44. At the next meeting of the senate, the debate was opened by Domitian. He stressed the need to let bygones be bygones and forget the measures forced upon men by the previous regime, while Mucianus defended the professional prosecutors at length and also gave a warning to those who revived legal processes which they had set in action and then dropped. His language was mild, and sounded like an appeal. As for the senate, it quickly surrendered its newly-won freedom of speech as soon as it was questioned. Mucianus wished to avoid the appearance of flouting the senate's laws and condoning every crime committed under Nero. So he compelled Octavius Sagitta and Antistius Sosianus (previously of senatorial rank) to return to their original place of exile in the islands from which they had escaped. Octavius had seduced one Pontia Postuma, and when she refused to marry him, her passionate lover had murdered her. Sosianus was a wicked man who had ruined many victims. Both of these had been condemned to exile by a severely framed decree of the senate, and their sentences were now confirmed, though other offenders were allowed to return home. This however did little to modify the resentment inspired by Mucianus. After all, Sosianus and Sagitta counted for nothing, even supposing they were pardoned. The real threat lay in the cleverness of the prosecutors, their wealth, and the power which they had learned to wield with diabolical skill.

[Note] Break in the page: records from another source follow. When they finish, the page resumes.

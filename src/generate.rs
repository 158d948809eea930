//! HTML site generation.
//!
//! Renders every page of the site with the shared root layout and writes the
//! result to the output directory.
//!
//! ## Generated Pages
//!
//! - **Home** (`/index.html`): site name, tagline, latest posts
//! - **Blog index** (`/blog/index.html`): breadcrumbs and a card per post
//! - **Articles** (`/blog/{slug}/index.html`): breadcrumbs, header, table of
//!   contents, Markdown body, author footer
//!
//! ## Output Structure
//!
//! ```text
//! dist/
//! ├── index.html
//! └── blog/
//!     ├── index.html
//!     └── how-to-use-agent-skills/
//!         └── index.html
//! ```
//!
//! Every page with breadcrumbs embeds the trail's JSON-LD `BreadcrumbList`
//! right before the `<nav aria-label="Breadcrumb">` landmark.
//!
//! ## CSS
//!
//! `static/style.css` is embedded at compile time; color custom properties
//! are generated from config and prepended.
//!
//! ## HTML Generation
//!
//! Uses [maud](https://maud.lambda.xyz/) for compile-time HTML templating.
//! Templates are type-safe Rust code with automatic XSS escaping.

use crate::breadcrumbs::{self, NavigationTrail, TrailError};
use crate::config::{self, SiteConfig};
use crate::content::{self, BLOG_INTRO, BLOG_LABEL, BLOG_PATH, BlogPost};
use crate::markdown;
use maud::{DOCTYPE, Markup, PreEscaped, html};
use std::fs;
use std::path::Path;
use thiserror::Error;

#[derive(Error, Debug)]
pub enum GenerateError {
    #[error("IO error: {0}")]
    Io(#[from] std::io::Error),
    #[error("Breadcrumb error on {page}: {source}")]
    Trail {
        page: String,
        #[source]
        source: TrailError,
    },
}

/// A page written by [`generate`].
#[derive(Debug, Clone, PartialEq, Eq)]
pub struct GeneratedPage {
    pub title: String,
    /// Output path relative to the output directory.
    pub output: String,
    /// Number of breadcrumb steps rendered on the page (0 = none).
    pub breadcrumbs: usize,
}

#[derive(Debug, Default)]
pub struct GenerateReport {
    pub pages: Vec<GeneratedPage>,
}

const CSS_STATIC: &str = include_str!("../static/style.css");
const TOC_HEADING: &str = "สารบัญ";
const LATEST_HEADING: &str = "บทความล่าสุด";
const ALL_POSTS_LINK: &str = "อ่านบทความทั้งหมด";

/// Full stylesheet: config colors followed by the static rules.
pub fn site_css(config: &SiteConfig) -> String {
    format!(
        "{}\n\n{}",
        config::generate_color_css(&config.colors),
        CSS_STATIC
    )
}

pub fn generate(config: &SiteConfig, output_dir: &Path) -> Result<GenerateReport, GenerateError> {
    let css = site_css(config);
    let posts = content::posts();
    let mut report = GenerateReport::default();

    fs::create_dir_all(output_dir)?;

    write_page(output_dir, "index.html", render_home(config, posts, &css))?;
    report.pages.push(GeneratedPage {
        title: config.default_title.clone(),
        output: "index.html".to_string(),
        breadcrumbs: 0,
    });

    let blog_trail = content::blog_index_trail();
    let blog_index =
        render_blog_index(config, posts, &blog_trail, &css).map_err(|source| {
            GenerateError::Trail {
                page: BLOG_PATH.to_string(),
                source,
            }
        })?;
    write_page(output_dir, "blog/index.html", blog_index)?;
    report.pages.push(GeneratedPage {
        title: BLOG_LABEL.to_string(),
        output: "blog/index.html".to_string(),
        breadcrumbs: blog_trail.len(),
    });

    for post in posts {
        let trail = content::article_trail(post);
        let article = render_article(config, post, &trail, &css).map_err(|source| {
            GenerateError::Trail {
                page: post.path(),
                source,
            }
        })?;
        let output = format!("blog/{}/index.html", post.slug);
        write_page(output_dir, &output, article)?;
        report.pages.push(GeneratedPage {
            title: post.title.to_string(),
            output,
            breadcrumbs: trail.len(),
        });
    }

    tracing::info!(
        pages = report.pages.len(),
        output = %output_dir.display(),
        "site generated"
    );
    Ok(report)
}

fn write_page(output_dir: &Path, relative: &str, markup: Markup) -> std::io::Result<()> {
    let path = output_dir.join(relative);
    if let Some(parent) = path.parent() {
        fs::create_dir_all(parent)?;
    }
    fs::write(&path, markup.into_string())?;
    tracing::debug!(path = %path.display(), "wrote page");
    Ok(())
}

// ============================================================================
// HTML Components
// ============================================================================

/// Renders the root layout shared by every page.
fn base_document(config: &SiteConfig, title: &str, css: &str, content: Markup) -> Markup {
    html! {
        (DOCTYPE)
        html lang=(config.lang) {
            head {
                meta charset="UTF-8";
                meta name="viewport" content="width=device-width, initial-scale=1.0";
                title { (title) }
                style { (PreEscaped(css)) }
            }
            body {
                (content)
            }
        }
    }
}

/// Renders a trail under the configured origin and policy.
fn breadcrumb_block(config: &SiteConfig, trail: &NavigationTrail) -> Result<Markup, TrailError> {
    let rendered =
        breadcrumbs::render_with_policy(trail, &config.site_url, config.breadcrumbs.policy)?;
    Ok(html! { (rendered) })
}

/// Date and read time line shared by post cards and article headers.
fn post_meta(post: &BlogPost) -> Markup {
    html! {
        div.post-meta {
            time datetime=(post.published) { (post.date_label) }
            span aria-hidden="true" { "•" }
            span { "อ่าน " (post.read_time) }
        }
    }
}

fn post_list(posts: &[BlogPost]) -> Markup {
    html! {
        ul.post-list {
            @for post in posts {
                li {
                    a.post-card href=(post.path()) {
                        article {
                            (post_meta(post))
                            h2 { (post.title) }
                            p { (post.description) }
                        }
                    }
                }
            }
        }
    }
}

// ============================================================================
// Page Renderers
// ============================================================================

/// Renders the home page.
fn render_home(config: &SiteConfig, posts: &[BlogPost], css: &str) -> Markup {
    let content = html! {
        main.page {
            div.container {
                header.page-header {
                    h1 { (config.site_name) }
                    p.lead { (config.tagline) }
                }
                section {
                    h2.section-title { (LATEST_HEADING) }
                    (post_list(posts))
                    a.more-link href=(BLOG_PATH) { (ALL_POSTS_LINK) }
                }
            }
        }
    };

    base_document(config, &config.default_title, css, content)
}

/// Renders the blog index with its breadcrumbs and post cards.
fn render_blog_index(
    config: &SiteConfig,
    posts: &[BlogPost],
    trail: &NavigationTrail,
    css: &str,
) -> Result<Markup, TrailError> {
    let crumbs = breadcrumb_block(config, trail)?;

    let content = html! {
        main.page {
            div.container {
                (crumbs)
                header.page-header {
                    h1 { (BLOG_LABEL) }
                    p.lead { (BLOG_INTRO) }
                }
                section {
                    (post_list(posts))
                }
            }
        }
    };

    Ok(base_document(config, &config.page_title(BLOG_LABEL), css, content))
}

/// Renders a single article.
fn render_article(
    config: &SiteConfig,
    post: &BlogPost,
    trail: &NavigationTrail,
    css: &str,
) -> Result<Markup, TrailError> {
    let crumbs = breadcrumb_block(config, trail)?;
    let toc = markdown::table_of_contents(post.body);
    let body_html = markdown::render_markdown(post.body);

    let content = html! {
        main.page {
            article.container {
                (crumbs)
                header.article-header {
                    (post_meta(post))
                    h1 { (post.title) }
                    p.lead { (post.lead) }
                }
                @if !toc.is_empty() {
                    nav.toc aria-label=(TOC_HEADING) {
                        h2 { (TOC_HEADING) }
                        ol {
                            @for entry in &toc {
                                li {
                                    a href={ "#" (entry.id) } { (entry.title) }
                                }
                            }
                        }
                    }
                }
                div.article-body {
                    (PreEscaped(body_html))
                }
                footer.article-footer {
                    p.author { (post.author) }
                    p.author-bio { (post.author_bio) }
                }
            }
        }
    };

    Ok(base_document(config, &config.page_title(post.title), css, content))
}

// ============================================================================
// Tests
// ============================================================================
//! CLI output formatting.
//!
//! Each command has a `format_*` function returning lines (pure, testable)
//! and a `print_*` wrapper that writes them to stdout.
//!
//! # Output Format
//!
//! ## Build
//!
//! ```text
//! 001 Learn Agent Skills | เรียนรู้การใช้งาน Agent Skills → index.html
//! 002 บทความ → blog/index.html (2 crumbs)
//! 003 วิธีใช้ Agent Skills ใน AntiGravity → blog/how-to-use-agent-skills/index.html (3 crumbs)
//!
//! Generated 3 pages
//! ```
//!
//! ## Trail
//!
//! ```text
//! 001 หน้าแรก → https://example.com/
//! 002 บทความ → https://example.com/blog
//! 003 วิธีใช้ Agent Skills ใน AntiGravity (current page)
//! ```
//!
//! ## Check
//!
//! ```text
//! /blog: ok
//! /blog/how-to-use-agent-skills: 1 issue
//!     Breadcrumb step 2 has an empty label
//! ```

use crate::breadcrumbs::StructuredTrail;
use crate::content::PageTrail;
use crate::generate::GenerateReport;

/// Format a 1-based positional index as 3-digit zero-padded.
fn format_index(pos: usize) -> String {
    format!("{:0>3}", pos)
}

fn plural(count: usize, singular: &str, plural: &str) -> String {
    if count == 1 {
        format!("{} {}", count, singular)
    } else {
        format!("{} {}", count, plural)
    }
}

// ============================================================================
// Build
// ============================================================================

/// Format the pages written by a build.
pub fn format_generate_output(report: &GenerateReport) -> Vec<String> {
    let mut lines: Vec<String> = report
        .pages
        .iter()
        .enumerate()
        .map(|(i, page)| {
            let crumbs = if page.breadcrumbs > 0 {
                format!(" ({})", plural(page.breadcrumbs, "crumb", "crumbs"))
            } else {
                String::new()
            };
            format!(
                "{} {} \u{2192} {}{}",
                format_index(i + 1),
                page.title,
                page.output,
                crumbs
            )
        })
        .collect();

    lines.push(String::new());
    lines.push(format!(
        "Generated {}",
        plural(report.pages.len(), "page", "pages")
    ));
    lines
}

pub fn print_generate_output(report: &GenerateReport) {
    for line in format_generate_output(report) {
        println!("{}", line);
    }
}

// ============================================================================
// Trail
// ============================================================================

/// Format a structured trail, one line per entry.
pub fn format_trail_output(structured: &StructuredTrail) -> Vec<String> {
    structured
        .entries
        .iter()
        .map(|entry| match &entry.item_url {
            Some(url) => format!(
                "{} {} \u{2192} {}",
                format_index(entry.position),
                entry.name,
                url
            ),
            None => format!("{} {} (current page)", format_index(entry.position), entry.name),
        })
        .collect()
}

pub fn print_trail_output(structured: &StructuredTrail) {
    for line in format_trail_output(structured) {
        println!("{}", line);
    }
}

// ============================================================================
// Check
// ============================================================================

/// Format validation results for every page trail.
pub fn format_check_output(pages: &[PageTrail]) -> Vec<String> {
    let mut lines = Vec::new();
    for page in pages {
        let issues = page.trail.issues();
        if issues.is_empty() {
            lines.push(format!("{}: ok", page.path));
            continue;
        }
        lines.push(format!(
            "{}: {}",
            page.path,
            plural(issues.len(), "issue", "issues")
        ));
        for issue in issues {
            lines.push(format!("    {}", issue));
        }
    }
    lines
}

pub fn print_check_output(pages: &[PageTrail]) {
    for line in format_check_output(pages) {
        println!("{}", line);
    }
}

#[cfg(test)]
mod tests {
    use super::*;
    use crate::breadcrumbs::NavigationTrail;
    use crate::generate::GeneratedPage;
    use crate::test_helpers::*;

    #[test]
    fn generate_output_lists_pages_with_crumb_counts() {
        let report = GenerateReport {
            pages: vec![
                GeneratedPage {
                    title: "Home".to_string(),
                    output: "index.html".to_string(),
                    breadcrumbs: 0,
                },
                GeneratedPage {
                    title: "บทความ".to_string(),
                    output: "blog/index.html".to_string(),
                    breadcrumbs: 2,
                },
            ],
        };
        let lines = format_generate_output(&report);
        assert_eq!(
            lines,
            vec![
                "001 Home \u{2192} index.html",
                "002 บทความ \u{2192} blog/index.html (2 crumbs)",
                "",
                "Generated 2 pages",
            ]
        );
    }

    #[test]
    fn trail_output_marks_current_page() {
        let structured = article_trail_fixture().structured_data("https://example.com");
        let lines = format_trail_output(&structured);
        assert_eq!(
            lines,
            vec![
                "001 หน้าแรก \u{2192} https://example.com/",
                "002 บทความ \u{2192} https://example.com/blog",
                "003 วิธีใช้ Agent Skills ใน AntiGravity (current page)",
            ]
        );
    }

    #[test]
    fn check_output_reports_issues_under_page() {
        let pages = vec![
            PageTrail {
                path: "/blog".to_string(),
                trail: NavigationTrail::new().link("หน้าแรก", "/").current("บทความ"),
            },
            PageTrail {
                path: "/broken".to_string(),
                trail: NavigationTrail::new().current("หน้าแรก").current(""),
            },
        ];
        let lines = format_check_output(&pages);
        assert_eq!(
            lines,
            vec![
                "/blog: ok",
                "/broken: 2 issues",
                "    Breadcrumb step 1 has no link but is not the current page",
                "    Breadcrumb step 2 has an empty label",
            ]
        );
    }

    #[test]
    fn singular_counts() {
        assert_eq!(plural(1, "page", "pages"), "1 page");
        assert_eq!(plural(0, "page", "pages"), "0 pages");
    }
}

45. An investigation conducted on lines which recalled the old days restored to the senate a brief period of cohesion. A complaint had been made by Manlius Patruinus to the effect that he had been roughly handled in the town of Sena by a rowdy mob, and indeed at the bidding of the local officials. Nor, it seemed, had the outrage stopped there. He had been cornered by a throng of groaning and wailing townsfolk who celebrated a mock funeral under his nose and hurled insults and abuse at the senate as a whole. The accused were summoned to appear, and after a hearing, convicted and punished. In addition, a senatorial decree was passed warning the common people of Sena to behave. In the course of these sittings, Antonius Flamma, who had been indicted by the inhabitants of Cyrene, was condemned under the extortion law and exiled for cruelty.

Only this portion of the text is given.